Le 30 avril 2024, Monsieur le directeur du centre hospitalier [6] a saisi le juge des libertés et de la détention afin qu’il soit saisi conformément aux dispositions des articles L. 3211-12-1 et suivants du code de la santé publique.
Par ordonnance du 2 mai 2024, le juge des libertés et de la détention de Pontoise a ordonné le maintien de la mesure de soins psychiatriques sous forme d’hospitalisation complète.
Appel a été interjeté le 3 mai 2024 par Monsieur [E] [G].
Monsieur [E] [G], l’établissement [6] et Madame [F] [G] ont été convoqués en vue de l’audience.
Le procureur général représenté par Corinne MOREAU, avocate générale, a visé cette procédure par écrit le 6 mai 2024, avis versé aux débats.
L’audience s’est tenue le 10 mai 2024 en audience publique.
A l’audience, bien que régulièrement convoqués, le centre hospitalier [6] et Madame [F] [G] n’ont pas comparu.
Le conseil de Monsieur [E] [G] a soulevé des irrégularités relatives à l’absence de caractérisation du risque d’atteinte à l’intégrité du malade, l’absence de motivation des actes administratifs et le retard de la notification de la décision d’admission.
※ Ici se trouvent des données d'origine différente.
impl Inner {
    fn record_access(&mut self, frame_id: FrameId) {
        let frame = self.frames.entry(frame_id).or_default();
        if frame.history.len() == self.k {
            // Only the last K accesses take part in ranking.
            frame.history.remove(0);
        }
        frame.history.push(self.tick);
        self.tick += 1;
    }

    fn set_evictable(&mut self, frame_id: FrameId, evictable: bool) {
        if let Some(frame) = self.frames.get_mut(&frame_id) {
            if frame.evictable != evictable {
                frame.evictable = evictable;
                if evictable {
                    self.evictable_count += 1;
                } else {
                    self.evictable_count -= 1;
                }
                debug_assert!(self.evictable_count <= self.capacity);
            }
        }
    }

    fn remove(&mut self, frame_id: FrameId) {
        if let Some(frame) = self.frames.get(&frame_id) {
            if frame.evictable {
                self.frames.remove(&frame_id);
                self.evictable_count -= 1;
            }
        }
    }

    fn evict(&mut self) -> Option<FrameId> {
        let mut victim: Option<(FrameId, Rank)> = None;
        for (&frame_id, frame) in &self.frames {
            if !frame.evictable {
                continue;
            }
            let rank = self.rank(frame);
            let replace = match victim {
                None => true,
                Some((victim_id, victim_rank)) => {
                    // Equal ranks cannot happen while ticks are unique, but
                    // the frame-id order keeps selection deterministic.
                    rank.outranks(victim_rank) || (rank == victim_rank && frame_id < victim_id)
                }
            };
            if replace {
                victim = Some((frame_id, rank));
            }
        }

        let (frame_id, _) = victim?;
        self.frames.remove(&frame_id);
        self.evictable_count -= 1;
        Some(frame_id)
    }

    fn rank(&self, frame: &Frame) -> Rank {
        if frame.history.len() < self.k {
            Rank::Infinite {
                first_access: frame.history[0],
            }
        } else {
            Rank::Finite {
                distance: self.tick - frame.history[0],
                last_access: *frame.history.last().expect("history is never empty"),
            }
        }
    }
}

// Methods only available for testing.
#[cfg(test)]
impl LruKReplacer {
    /// Asserts the size equation and history monotonicity invariants.
    pub(crate) fn check_invariants(&self) {
        let inner = self.inner.lock();
        let evictable = inner.frames.values().filter(|f| f.evictable).count();
        assert_eq!(evictable, inner.evictable_count);

        let mut all_ticks = std::collections::HashSet::new();
        for frame in inner.frames.values() {
            assert!(!frame.history.is_empty());
            assert!(frame.history.len() <= inner.k);
            assert!(frame.history.windows(2).all(|pair| pair[0] < pair[1]));
            for &tick in &frame.history {
                assert!(tick < inner.tick);
                assert!(all_ticks.insert(tick), "tick recorded twice");
            }
        }
    }

    pub(crate) fn history_len(&self, frame_id: FrameId) -> Option<usize> {
        self.inner
            .lock()
            .frames
            .get(&frame_id)
            .map(|frame| frame.history.len())
    }
}

#[cfg(test)]
mod tests {
    use super::LruKReplacer;

    #[test]
    fn evict_on_empty_returns_none() {
        let replacer = LruKReplacer::new(4, 2);
        assert_eq!(replacer.evict(), None);
        assert_eq!(replacer.evictable_count(), 0);
    }

    #[test]
    #[should_panic(expected = "k must be at least 1")]
    fn zero_k_panics() {
        let _ = LruKReplacer::new(4, 0);
    }

    #[test]
    #[should_panic(expected = "capacity must be at least 1")]
    fn zero_capacity_panics() {
        let _ = LruKReplacer::new(0, 2);
    }

    #[test]
    fn accessors_report_configuration() {
        let replacer = LruKReplacer::new(16, 3);
        assert_eq!(replacer.capacity(), 16);
        assert_eq!(replacer.k(), 3);
    }

    // All frames below K accesses: classical LRU on the first access.
    #[test]
    fn short_histories_evict_in_lru_order() {
        let replacer = LruKReplacer::new(4, 2);
        for frame_id in 1..=3 {
            replacer.record_access(frame_id);
            replacer.set_evictable(frame_id, true);
        }
        assert_eq!(replacer.evictable_count(), 3);

        assert_eq!(replacer.evict(), Some(1));
        assert_eq!(replacer.evictable_count(), 2);
        assert_eq!(replacer.evict(), Some(2));
        assert_eq!(replacer.evict(), Some(3));
        assert_eq!(replacer.evict(), None);
        replacer.check_invariants();
    }

    // Access order 1, 2, 1, 2, 3, 1 with K = 2. Frame 3 has a single access
    // and goes first; frames 2 and 1 follow by backward K-distance (5 vs 4).
    #[test]
    fn full_histories_evict_by_k_distance() {
        let replacer = LruKReplacer::new(4, 2);
        for frame_id in [1, 2, 1, 2, 3, 1] {
            replacer.record_access(frame_id);
        }
        for frame_id in 1..=3 {
            replacer.set_evictable(frame_id, true);
        }

        assert_eq!(replacer.evict(), Some(3));
        assert_eq!(replacer.evict(), Some(2));
        assert_eq!(replacer.evict(), Some(1));
        replacer.check_invariants();
    }

    #[test]
    fn pinned_frames_are_skipped() {
        let replacer = LruKReplacer::new(4, 2);
        replacer.record_access(7);
        replacer.set_evictable(7, false);
        assert_eq!(replacer.evict(), None);

        replacer.set_evictable(7, true);
        assert_eq!(replacer.evict(), Some(7));
    }

    #[test]
    fn set_evictable_is_idempotent() {
        let replacer = LruKReplacer::new(4, 2);
        replacer.record_access(1);
        replacer.set_evictable(1, true);
        replacer.set_evictable(1, true);
        assert_eq!(replacer.evictable_count(), 1);

        replacer.set_evictable(1, false);
        replacer.set_evictable(1, false);
        assert_eq!(replacer.evictable_count(), 0);
        replacer.check_invariants();
    }

    #[test]
    fn set_evictable_ignores_untracked_frames() {
        let replacer = LruKReplacer::new(4, 2);
        replacer.set_evictable(42, true);
        assert_eq!(replacer.evictable_count(), 0);
        assert_eq!(replacer.evict(), None);
        replacer.check_invariants();
    }

    #[test]
    fn remove_requires_an_evictable_frame() {
        let replacer = LruKReplacer::new(4, 2);
        replacer.record_access(5);

        // Pinned: remove must not erase the history.
        replacer.remove(5);
        assert_eq!(replacer.history_len(5), Some(1));

        replacer.set_evictable(5, true);
        replacer.remove(5);
        assert_eq!(replacer.history_len(5), None);
        assert_eq!(replacer.evictable_count(), 0);

        // Untracked now: a second remove is a no-op.
        replacer.remove(5);
        replacer.check_invariants();
    }

    #[test]
    fn remove_then_re_record_starts_a_fresh_history() {
        let replacer = LruKReplacer::new(4, 2);
        replacer.record_access(9);
        replacer.set_evictable(9, true);
        replacer.remove(9);

        replacer.record_access(9);
        assert_eq!(replacer.history_len(9), Some(1));
        replacer.check_invariants();
    }

    #[test]
    fn evicted_frame_is_forgotten() {
        let replacer = LruKReplacer::new(4, 2);
        replacer.record_access(3);
        replacer.set_evictable(3, true);
        assert_eq!(replacer.evict(), Some(3));

        // The frame is absent again: flag changes and removal are no-ops.
        replacer.set_evictable(3, true);
        assert_eq!(replacer.evictable_count(), 0);
        replacer.remove(3);
        assert_eq!(replacer.evict(), None);
        replacer.check_invariants();
    }

    // An infinite-distance frame outranks every finite-distance frame even
    // when a finite frame is scanned first and has a huge distance.
    #[test]
    fn infinite_distance_dominates_finite() {
        let replacer = LruKReplacer::new(4, 2);
        replacer.record_access(1);
        replacer.record_access(1);
        for _ in 0..10 {
            replacer.record_access(2);
        }
        replacer.record_access(3);

        for frame_id in 1..=3 {
            replacer.set_evictable(frame_id, true);
        }

        // Frame 3 has one access; frames 1 and 2 have full histories.
        assert_eq!(replacer.evict(), Some(3));
        assert_eq!(replacer.evict(), Some(1));
        assert_eq!(replacer.evict(), Some(2));
    }

    #[test]
    fn history_is_bounded_by_k() {
        let replacer = LruKReplacer::new(4, 3);
        for _ in 0..100 {
            replacer.record_access(1);
        }
        assert_eq!(replacer.history_len(1), Some(3));
        replacer.check_invariants();
    }

    #[test]
    fn concurrent_accesses_keep_ticks_unique() {
        use std::sync::Arc;

        const NUM_THREADS: u64 = 4;
        const FRAMES_PER_THREAD: u64 = 64;

        let replacer = Arc::new(LruKReplacer::new(
            (NUM_THREADS * FRAMES_PER_THREAD) as usize,
            2,
        ));

        let handles: Vec<_> = (0..NUM_THREADS)
            .map(|t| {
                let replacer = Arc::clone(&replacer);
                std::thread::spawn(move || {
                    let start = t * FRAMES_PER_THREAD;
                    for frame_id in start..start + FRAMES_PER_THREAD {
                        replacer.record_access(frame_id);
                        replacer.record_access(frame_id);
                        replacer.set_evictable(frame_id, true);
                    }
                })
            })
            .collect();

        handles.into_iter().for_each(|h| h.join().expect("Failed"));

        assert_eq!(
            replacer.evictable_count(),
            (NUM_THREADS * FRAMES_PER_THREAD) as usize
        );
        replacer.check_invariants();

        let mut evicted = std::collections::HashSet::new();
        while let Some(frame_id) = replacer.evict() {
            assert!(evicted.insert(frame_id));
        }
        assert_eq!(evicted.len(), (NUM_THREADS * FRAMES_PER_THREAD) as usize);
    }
}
Elle a indiqué que le juge des libertés et de la détention avait statué dans un délai très bref puisque Monsieur [E] [G] a été hospitalisé le 28 avril 2024 à minuit, la décision judiciaire étant du 30 avril 2024.
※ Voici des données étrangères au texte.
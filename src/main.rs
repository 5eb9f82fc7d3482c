use argh::FromArgs;
use keyword_shell::{
    Command, Definition, DynamicOptionsType, Flow, IntegerType, Interpreter, Repl, StringType,
};
use std::cell::RefCell;
use std::collections::BTreeMap;
use std::rc::Rc;
use tracing_subscriber::EnvFilter;

const INTERFACE_CONTEXT: &str = "interface";

#[derive(FromArgs)]
/// Interactive shell for a toy network device.
struct Args {
    #[argh(option, default = "String::from(\"router\")")]
    /// prompt shown outside any context.
    prompt: String,

    #[argh(switch, short = 'v')]
    /// log at debug level unless RUST_LOG says otherwise.
    verbose: bool,
}

#[derive(Debug, Clone, Default)]
struct Interface {
    description: Option<String>,
    shutdown: bool,
}

type Interfaces = Rc<RefCell<BTreeMap<String, Interface>>>;

fn current_interface(sh: &Interpreter) -> anyhow::Result<String> {
    sh.context()
        .get("name")
        .map(str::to_string)
        .ok_or_else(|| anyhow::anyhow!("no interface selected"))
}

fn register_commands(sh: &mut Interpreter, interfaces: &Interfaces) {
    sh.add_command(
        Command::keywords(["exit"])
            .always()
            .help("leave the shell")
            .handler(|_, _| Ok(Flow::Exit)),
    );

    sh.add_command(
        Command::keywords(["help"])
            .always()
            .help("list the commands available here")
            .handler(|sh, _| {
                let mut lines: Vec<(String, String)> = sh
                    .active_commands()
                    .iter()
                    .map(|c| (c.to_string(), c.help_text().unwrap_or_default().to_string()))
                    .collect();
                lines.sort();
                for (signature, help) in lines {
                    writeln!(sh.output(), "{:<40} {}", signature, help)?;
                }
                Ok(Flow::done())
            }),
    );

    sh.add_command(
        Command::keywords(["show", "version"])
            .help("print the software version")
            .handler(|sh, _| {
                writeln!(sh.output(), "keyword_shell {}", env!("CARGO_PKG_VERSION"))?;
                Ok(Flow::done())
            }),
    );

    let table = interfaces.clone();
    sh.add_command(
        Command::keywords(["show", "interfaces"])
            .help("list interfaces and their state")
            .handler(move |sh, _| {
                for (name, iface) in table.borrow().iter() {
                    let state = if iface.shutdown { "down" } else { "up" };
                    let description = iface.description.as_deref().unwrap_or("");
                    writeln!(sh.output(), "{:<12} {:<6} {}", name, state, description)?;
                }
                Ok(Flow::done())
            }),
    );

    sh.add_command(
        Command::new(vec![
            "ping".into(),
            Definition::param(StringType::named("<host>")),
            "count".into(),
            Definition::param(IntegerType::new().min(0).max(100).named("<1-99>")),
        ])
        .help("send echo requests to a host")
        .handler(|sh, inv| {
            let host = inv.param(0).unwrap_or_default();
            let count: u32 = inv.param(1).unwrap_or_default().parse()?;
            for seq in 0..count {
                writeln!(sh.output(), "reply from {}: seq={}", host, seq)?;
            }
            Ok(Flow::done())
        }),
    );

    let names = interfaces.clone();
    let table = interfaces.clone();
    sh.add_command(
        Command::new(vec![
            "interface".into(),
            Definition::param(
                DynamicOptionsType::new(move || names.borrow().keys().cloned().collect())
                    .named("<interface>"),
            ),
        ])
        .help("configure an interface")
        .handler(move |sh, inv| {
            let name = inv.param(0).unwrap_or_default().to_string();
            if !table.borrow().contains_key(&name) {
                anyhow::bail!("unknown interface {}", name);
            }
            let prompt = format!("{}(config-if-{})", sh.prompt(), name);
            sh.push_context(INTERFACE_CONTEXT, Some(&prompt));
            sh.context_mut().set("name", name);
            Ok(Flow::done())
        }),
    );

    let table = interfaces.clone();
    sh.add_command(
        Command::new(vec!["description".into(), Definition::param(StringType::named("<text>"))])
            .context(INTERFACE_CONTEXT)
            .help("set the interface description")
            .handler(move |sh, inv| {
                let name = current_interface(sh)?;
                if let Some(iface) = table.borrow_mut().get_mut(&name) {
                    iface.description = inv.param(0).map(str::to_string);
                }
                Ok(Flow::done())
            }),
    );

    for (keywords, shutdown) in [(vec!["shutdown"], true), (vec!["no", "shutdown"], false)] {
        let table = interfaces.clone();
        sh.add_command(
            Command::keywords(keywords)
                .context(INTERFACE_CONTEXT)
                .help(if shutdown { "disable the interface" } else { "enable the interface" })
                .handler(move |sh, _| {
                    let name = current_interface(sh)?;
                    if let Some(iface) = table.borrow_mut().get_mut(&name) {
                        iface.shutdown = shutdown;
                    }
                    Ok(Flow::done())
                }),
        );
    }

    sh.add_command(
        Command::keywords(["end"])
            .context(INTERFACE_CONTEXT)
            .help("leave interface configuration")
            .handler(|sh, _| {
                sh.pop_context().map_err(|e| anyhow::anyhow!("{e}"))?;
                Ok(Flow::done())
            }),
    );
}

fn main() -> anyhow::Result<()> {
    let args: Args = argh::from_env();

    let level = if args.verbose { "debug" } else { "warn" };
    tracing_subscriber::fmt()
        .with_env_filter(EnvFilter::try_from_default_env().unwrap_or_else(|_| EnvFilter::new(level)))
        .with_writer(std::io::stderr)
        .init();

    let interfaces: Interfaces = Rc::new(RefCell::new(
        ["eth0", "eth1", "lo"]
            .into_iter()
            .map(|name| (name.to_string(), Interface::default()))
            .collect(),
    ));

    let mut sh = Interpreter::new(&args.prompt);
    register_commands(&mut sh, &interfaces);

    Repl::new(sh)?.run()
}
use std::collections::HashMap;

/// Name given to the bottom frame of every context stack.
pub const DEFAULT_CONTEXT_NAME: &str = "Default";

/// A named scope that decides which commands are visible.
///
/// The context contains:
/// - `name`: what commands bind to with [`Command::context`](crate::Command::context).
/// - `prompt`: the prompt shown while this context is active.
/// - `data`: an attribute bag handlers can use to keep per-scope state.
#[derive(Debug, Clone, PartialEq, Eq)]
pub struct Context {
    name: String,
    /// The prompt for this frame only.
    pub prompt: String,
    /// Key-value store owned by this frame (e.g. the interface being configured).
    pub data: HashMap<String, String>,
    default: bool,
}

impl Context {
    /// Create a context; an empty or missing prompt falls back to the name.
    pub fn new(name: impl Into<String>, prompt: Option<&str>) -> Self {
        let name = name.into();
        let prompt = match prompt {
            Some(p) if !p.is_empty() => p.to_string(),
            _ => name.clone(),
        };
        Self {
            name,
            prompt,
            data: HashMap::new(),
            default: false,
        }
    }

    /// The permanent bottom frame of a context stack.
    pub fn default_context(prompt: Option<&str>) -> Self {
        Self {
            default: true,
            ..Self::new(DEFAULT_CONTEXT_NAME, prompt)
        }
    }

    pub fn name(&self) -> &str {
        &self.name
    }

    pub fn is_default(&self) -> bool {
        self.default
    }

    pub fn has_name(&self, name: &str) -> bool {
        self.name == name
    }

    /// Get the value of an attribute.
    pub fn get(&self, key: &str) -> Option<&str> {
        self.data.get(key).map(String::as_str)
    }

    /// Set or override an attribute.
    pub fn set(&mut self, key: impl Into<String>, val: impl Into<String>) {
        self.data.insert(key.into(), val.into());
    }
}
Monsieur [E] [G] a été entendu en dernier et a dit qu’il avait été terrorisé par les 6 sapeurs-pompiers d’1m90 qui étaient intervenus à son domicile, qu’il avait hurlé « au secours », que c’était ça qu’ils appelaient des troubles du comportement, qu’il ne se sentait persécuté par personne, qu’il aimait tous les êtres humains, qu’il était plutôt habité par l’amour, qu’il était chrétien protestant, qu’il aimait même ses ennemis, que ce n’était pas l’hospitalisation qui était pénible mais la contrainte, qu’en dépit du fait que les soins lui faisaient du bien, il voulait être hospitalisé en libre, que ses troubles psychologiques étaient dus à une persécution, qu’il avait dénoncé un harcèlement moral et une fraude fiscale contre son employeur, qu’il faisait l’objet de mesures de rétorsion, qu’il était ingénieur logiciel travaillant à distance pour la société Capteev, qu’il ne retenait aucun grief contre son épouse, qu’elle avait bien fait de l’hospitaliser, que les soins lui avaient permis de retrouver ses facultés mentales et que la cour était témoin qu’il s’exprimait comme un homme avec un esprit sain.
L’affaire a été mise en délibéré.
Sur la recevabilité de l’appel
L’appel a été interjeté dans les délais légaux et il est motivé. Il doit être déclaré recevable.
Sur les irrégularités soulevées
Il convient de préciser que Monsieur [E] [G] a été hospitalisé le 28 avril 2024 à minuit, qu’il a été vu par un médecin dans les 24 heures de son hospitalisation et par un autre avant le délai de 72 heures, que le juge des libertés et de la détention a été saisi avant l’expiration d’un délai de 8 jours et qu’il a statué dans son délai. Même si le délai entre l’admission et l’ordonnance entreprise est court, il n’est constaté aucune irrégularité.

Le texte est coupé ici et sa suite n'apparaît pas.